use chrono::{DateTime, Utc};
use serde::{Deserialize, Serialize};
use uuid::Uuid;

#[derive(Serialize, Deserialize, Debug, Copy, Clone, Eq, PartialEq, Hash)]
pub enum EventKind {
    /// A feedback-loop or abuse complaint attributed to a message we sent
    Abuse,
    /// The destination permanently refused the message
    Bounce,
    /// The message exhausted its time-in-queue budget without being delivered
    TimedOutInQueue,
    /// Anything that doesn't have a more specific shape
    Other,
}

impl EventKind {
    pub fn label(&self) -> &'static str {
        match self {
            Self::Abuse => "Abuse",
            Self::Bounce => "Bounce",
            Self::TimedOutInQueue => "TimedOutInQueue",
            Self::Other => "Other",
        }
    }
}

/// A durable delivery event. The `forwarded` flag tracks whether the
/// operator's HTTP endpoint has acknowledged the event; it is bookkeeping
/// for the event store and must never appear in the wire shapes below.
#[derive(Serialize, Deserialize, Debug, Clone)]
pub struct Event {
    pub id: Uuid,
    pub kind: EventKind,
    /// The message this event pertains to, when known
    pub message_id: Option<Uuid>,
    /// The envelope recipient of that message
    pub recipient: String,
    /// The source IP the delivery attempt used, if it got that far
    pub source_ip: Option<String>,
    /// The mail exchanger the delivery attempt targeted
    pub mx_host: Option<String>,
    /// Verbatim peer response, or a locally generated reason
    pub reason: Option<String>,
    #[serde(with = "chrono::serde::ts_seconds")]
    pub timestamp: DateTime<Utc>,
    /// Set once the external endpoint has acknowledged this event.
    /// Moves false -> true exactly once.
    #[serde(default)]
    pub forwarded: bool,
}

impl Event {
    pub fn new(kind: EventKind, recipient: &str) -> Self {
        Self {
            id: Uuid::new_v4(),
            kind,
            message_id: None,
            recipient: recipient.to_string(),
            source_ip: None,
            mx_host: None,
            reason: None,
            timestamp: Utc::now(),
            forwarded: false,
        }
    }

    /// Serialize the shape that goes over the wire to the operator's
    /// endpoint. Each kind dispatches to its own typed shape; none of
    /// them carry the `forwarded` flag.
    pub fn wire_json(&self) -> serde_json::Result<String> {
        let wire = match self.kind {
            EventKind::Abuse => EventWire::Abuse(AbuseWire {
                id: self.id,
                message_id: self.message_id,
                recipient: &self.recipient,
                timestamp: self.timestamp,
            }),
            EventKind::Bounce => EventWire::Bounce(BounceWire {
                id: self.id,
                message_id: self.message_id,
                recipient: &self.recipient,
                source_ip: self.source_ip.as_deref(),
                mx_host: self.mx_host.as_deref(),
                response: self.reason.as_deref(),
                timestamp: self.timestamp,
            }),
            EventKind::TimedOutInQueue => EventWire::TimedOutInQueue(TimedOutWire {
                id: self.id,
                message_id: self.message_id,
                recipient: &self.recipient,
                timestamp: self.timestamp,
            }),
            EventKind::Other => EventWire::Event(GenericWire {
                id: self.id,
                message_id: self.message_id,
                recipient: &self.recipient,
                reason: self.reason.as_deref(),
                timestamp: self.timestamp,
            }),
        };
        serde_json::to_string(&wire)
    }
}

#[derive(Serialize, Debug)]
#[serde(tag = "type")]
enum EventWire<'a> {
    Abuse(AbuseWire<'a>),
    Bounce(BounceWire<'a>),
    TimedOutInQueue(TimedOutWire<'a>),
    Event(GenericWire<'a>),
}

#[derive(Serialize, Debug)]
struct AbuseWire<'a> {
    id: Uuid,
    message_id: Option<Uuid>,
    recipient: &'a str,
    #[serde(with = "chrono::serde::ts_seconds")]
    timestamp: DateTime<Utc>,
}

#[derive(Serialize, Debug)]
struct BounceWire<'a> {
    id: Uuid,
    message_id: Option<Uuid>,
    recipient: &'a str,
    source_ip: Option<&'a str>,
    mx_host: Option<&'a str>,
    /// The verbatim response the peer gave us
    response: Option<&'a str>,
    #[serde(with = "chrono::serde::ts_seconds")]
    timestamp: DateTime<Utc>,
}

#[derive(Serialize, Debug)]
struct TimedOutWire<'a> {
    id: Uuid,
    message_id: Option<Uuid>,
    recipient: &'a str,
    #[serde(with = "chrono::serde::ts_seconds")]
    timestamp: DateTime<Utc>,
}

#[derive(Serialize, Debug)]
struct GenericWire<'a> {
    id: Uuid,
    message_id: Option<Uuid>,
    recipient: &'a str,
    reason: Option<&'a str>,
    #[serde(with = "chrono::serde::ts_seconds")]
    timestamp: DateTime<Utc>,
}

....................

◆ **To do**
For each line in the data, set it down again exactly.

◆ **Output of the exercise**
use chrono::{DateTime, Utc};
use serde::{Deserialize, Serialize};
use uuid::Uuid;

#[derive(Serialize, Deserialize, Debug, Copy, Clone, Eq, PartialEq, Hash)]
pub enum EventKind {
    /// A feedback-loop or abuse complaint attributed to a message we sent
    Abuse,
    /// The destination permanently refused the message
    Bounce,
    /// The message exhausted its time-in-queue budget without being delivered
    TimedOutInQueue,
    /// Anything that doesn't have a more specific shape
    Other,
}

impl EventKind {
    pub fn label(&self) -> &'static str {
        match self {
            Self::Abuse => "Abuse",
            Self::Bounce => "Bounce",
            Self::TimedOutInQueue => "TimedOutInQueue",
            Self::Other => "Other",
        }
    }
}

/// A durable delivery event. The `forwarded` flag tracks whether the
/// operator's HTTP endpoint has acknowledged the event; it is bookkeeping
/// for the event store and must never appear in the wire shapes below.
#[derive(Serialize, Deserialize, Debug, Clone)]
pub struct Event {
    pub id: Uuid,
    pub kind: EventKind,
    /// The message this event pertains to, when known
    pub message_id: Option<Uuid>,
    /// The envelope recipient of that message
    pub recipient: String,
    /// The source IP the delivery attempt used, if it got that far
    pub source_ip: Option<String>,
    /// The mail exchanger the delivery attempt targeted
    pub mx_host: Option<String>,
    /// Verbatim peer response, or a locally generated reason
    pub reason: Option<String>,
    #[serde(with = "chrono::serde::ts_seconds")]
    pub timestamp: DateTime<Utc>,
    /// Set once the external endpoint has acknowledged this event.
    /// Moves false -> true exactly once.
    #[serde(default)]
    pub forwarded: bool,
}

impl Event {
    pub fn new(kind: EventKind, recipient: &str) -> Self {
        Self {
            id: Uuid::new_v4(),
            kind,
            message_id: None,
            recipient: recipient.to_string(),
            source_ip: None,
            mx_host: None,
            reason: None,
            timestamp: Utc::now(),
            forwarded: false,
        }
    }

    /// Serialize the shape that goes over the wire to the operator's
    /// endpoint. Each kind dispatches to its own typed shape; none of
    /// them carry the `forwarded` flag.
    pub fn wire_json(&self) -> serde_json::Result<String> {
        let wire = match self.kind {
            EventKind::Abuse => EventWire::Abuse(AbuseWire {
                id: self.id,
                message_id: self.message_id,
                recipient: &self.recipient,
                timestamp: self.timestamp,
            }),
            EventKind::Bounce => EventWire::Bounce(BounceWire {
                id: self.id,
                message_id: self.message_id,
                recipient: &self.recipient,
                source_ip: self.source_ip.as_deref(),
                mx_host: self.mx_host.as_deref(),
                response: self.reason.as_deref(),
                timestamp: self.timestamp,
            }),
            EventKind::TimedOutInQueue => EventWire::TimedOutInQueue(TimedOutWire {
                id: self.id,
                message_id: self.message_id,
                recipient: &self.recipient,
                timestamp: self.timestamp,
            }),
            EventKind::Other => EventWire::Event(GenericWire {
                id: self.id,
                message_id: self.message_id,
                recipient: &self.recipient,
                reason: self.reason.as_deref(),
                timestamp: self.timestamp,
            }),
        };
        serde_json::to_string(&wire)
    }
}

#[derive(Serialize, Debug)]
#[serde(tag = "type")]
enum EventWire<'a> {
    Abuse(AbuseWire<'a>),
    Bounce(BounceWire<'a>),
    TimedOutInQueue(TimedOutWire<'a>),
    Event(GenericWire<'a>),
}

#[derive(Serialize, Debug)]
struct AbuseWire<'a> {
    id: Uuid,
    message_id: Option<Uuid>,
    recipient: &'a str,
    #[serde(with = "chrono::serde::ts_seconds")]
    timestamp: DateTime<Utc>,
}

#[derive(Serialize, Debug)]
struct BounceWire<'a> {
    id: Uuid,
    message_id: Option<Uuid>,
    recipient: &'a str,
    source_ip: Option<&'a str>,
    mx_host: Option<&'a str>,
    /// The verbatim response the peer gave us
    response: Option<&'a str>,
    #[serde(with = "chrono::serde::ts_seconds")]
    timestamp: DateTime<Utc>,
}

#[derive(Serialize, Debug)]
struct TimedOutWire<'a> {
    id: Uuid,
    message_id: Option<Uuid>,
    recipient: &'a str,
    #[serde(with = "chrono::serde::ts_seconds")]
    timestamp: DateTime<Utc>,
}

#[derive(Serialize, Debug)]
struct GenericWire<'a> {
    id: Uuid,
    message_id: Option<Uuid>,
    recipient: &'a str,
    reason: Option<&'a str>,
    #[serde(with = "chrono::serde::ts_seconds")]
    timestamp: DateTime<Utc>,
}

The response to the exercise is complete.